→ Task inputs:
────────

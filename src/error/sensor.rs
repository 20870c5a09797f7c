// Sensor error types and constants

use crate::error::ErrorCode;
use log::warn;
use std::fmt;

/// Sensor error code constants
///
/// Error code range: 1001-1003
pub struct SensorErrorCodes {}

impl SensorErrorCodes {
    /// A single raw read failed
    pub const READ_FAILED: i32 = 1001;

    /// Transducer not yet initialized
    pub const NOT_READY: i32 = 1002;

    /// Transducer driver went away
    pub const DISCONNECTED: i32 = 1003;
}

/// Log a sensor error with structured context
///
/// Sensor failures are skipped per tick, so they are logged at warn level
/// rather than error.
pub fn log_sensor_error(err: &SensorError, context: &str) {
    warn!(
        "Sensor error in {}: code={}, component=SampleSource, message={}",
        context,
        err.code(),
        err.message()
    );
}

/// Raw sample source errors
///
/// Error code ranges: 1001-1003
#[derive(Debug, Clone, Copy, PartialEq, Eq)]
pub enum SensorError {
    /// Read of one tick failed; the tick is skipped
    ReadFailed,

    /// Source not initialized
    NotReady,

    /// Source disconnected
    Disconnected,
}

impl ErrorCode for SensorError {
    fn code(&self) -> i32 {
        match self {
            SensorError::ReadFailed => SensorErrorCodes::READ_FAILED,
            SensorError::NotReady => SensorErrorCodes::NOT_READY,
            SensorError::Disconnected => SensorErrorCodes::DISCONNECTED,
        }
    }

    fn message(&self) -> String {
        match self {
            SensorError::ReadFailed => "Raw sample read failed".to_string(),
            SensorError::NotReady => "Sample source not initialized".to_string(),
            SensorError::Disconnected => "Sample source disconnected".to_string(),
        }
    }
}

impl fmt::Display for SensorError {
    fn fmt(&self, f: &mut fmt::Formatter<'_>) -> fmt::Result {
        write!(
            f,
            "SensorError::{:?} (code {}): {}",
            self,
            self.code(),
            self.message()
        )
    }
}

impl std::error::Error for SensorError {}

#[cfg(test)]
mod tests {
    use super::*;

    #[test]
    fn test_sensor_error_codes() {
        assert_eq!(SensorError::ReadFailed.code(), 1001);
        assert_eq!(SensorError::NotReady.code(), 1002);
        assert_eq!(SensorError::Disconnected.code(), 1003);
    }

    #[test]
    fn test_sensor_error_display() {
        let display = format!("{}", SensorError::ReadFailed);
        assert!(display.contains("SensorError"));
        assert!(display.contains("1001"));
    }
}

────────

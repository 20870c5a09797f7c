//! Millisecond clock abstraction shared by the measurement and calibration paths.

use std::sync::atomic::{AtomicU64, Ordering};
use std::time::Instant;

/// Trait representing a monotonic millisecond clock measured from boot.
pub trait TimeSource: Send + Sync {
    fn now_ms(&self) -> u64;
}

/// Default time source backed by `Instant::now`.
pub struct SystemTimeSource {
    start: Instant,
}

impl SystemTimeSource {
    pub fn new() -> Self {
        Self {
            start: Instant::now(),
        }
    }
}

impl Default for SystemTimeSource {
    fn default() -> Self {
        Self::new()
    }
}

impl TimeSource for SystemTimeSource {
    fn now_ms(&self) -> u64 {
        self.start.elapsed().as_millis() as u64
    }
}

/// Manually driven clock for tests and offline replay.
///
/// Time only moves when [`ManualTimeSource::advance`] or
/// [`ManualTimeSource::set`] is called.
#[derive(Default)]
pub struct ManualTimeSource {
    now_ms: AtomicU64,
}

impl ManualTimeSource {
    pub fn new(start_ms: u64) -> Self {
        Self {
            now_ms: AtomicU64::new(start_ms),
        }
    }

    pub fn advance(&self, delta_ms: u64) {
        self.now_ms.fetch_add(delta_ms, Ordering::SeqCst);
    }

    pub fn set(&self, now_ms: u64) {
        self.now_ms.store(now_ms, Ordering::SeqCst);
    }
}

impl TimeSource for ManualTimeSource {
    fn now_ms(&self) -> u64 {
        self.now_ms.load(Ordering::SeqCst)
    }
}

────────

Only the lines above starting at the one containing "filename src/error/sensor.rs" and ending at the one containing "#[derive(Debug, Clone, Copy, PartialEq, Eq)]", both included, are to be returned, exactly as they read.

filename src/error/sensor.rs
repository 20870c5a09797f7c
// Sensor error types and constants

use crate::error::ErrorCode;
use log::warn;
use std::fmt;

/// Sensor error code constants
///
/// Error code range: 1001-1003
pub struct SensorErrorCodes {}

impl SensorErrorCodes {
    /// A single raw read failed
    pub const READ_FAILED: i32 = 1001;

    /// Transducer not yet initialized
    pub const NOT_READY: i32 = 1002;

    /// Transducer driver went away
    pub const DISCONNECTED: i32 = 1003;
}

/// Log a sensor error with structured context
///
/// Sensor failures are skipped per tick, so they are logged at warn level
/// rather than error.
pub fn log_sensor_error(err: &SensorError, context: &str) {
    warn!(
        "Sensor error in {}: code={}, component=SampleSource, message={}",
        context,
        err.code(),
        err.message()
    );
}

/// Raw sample source errors
///
/// Error code ranges: 1001-1003
#[derive(Debug, Clone, Copy, PartialEq, Eq)]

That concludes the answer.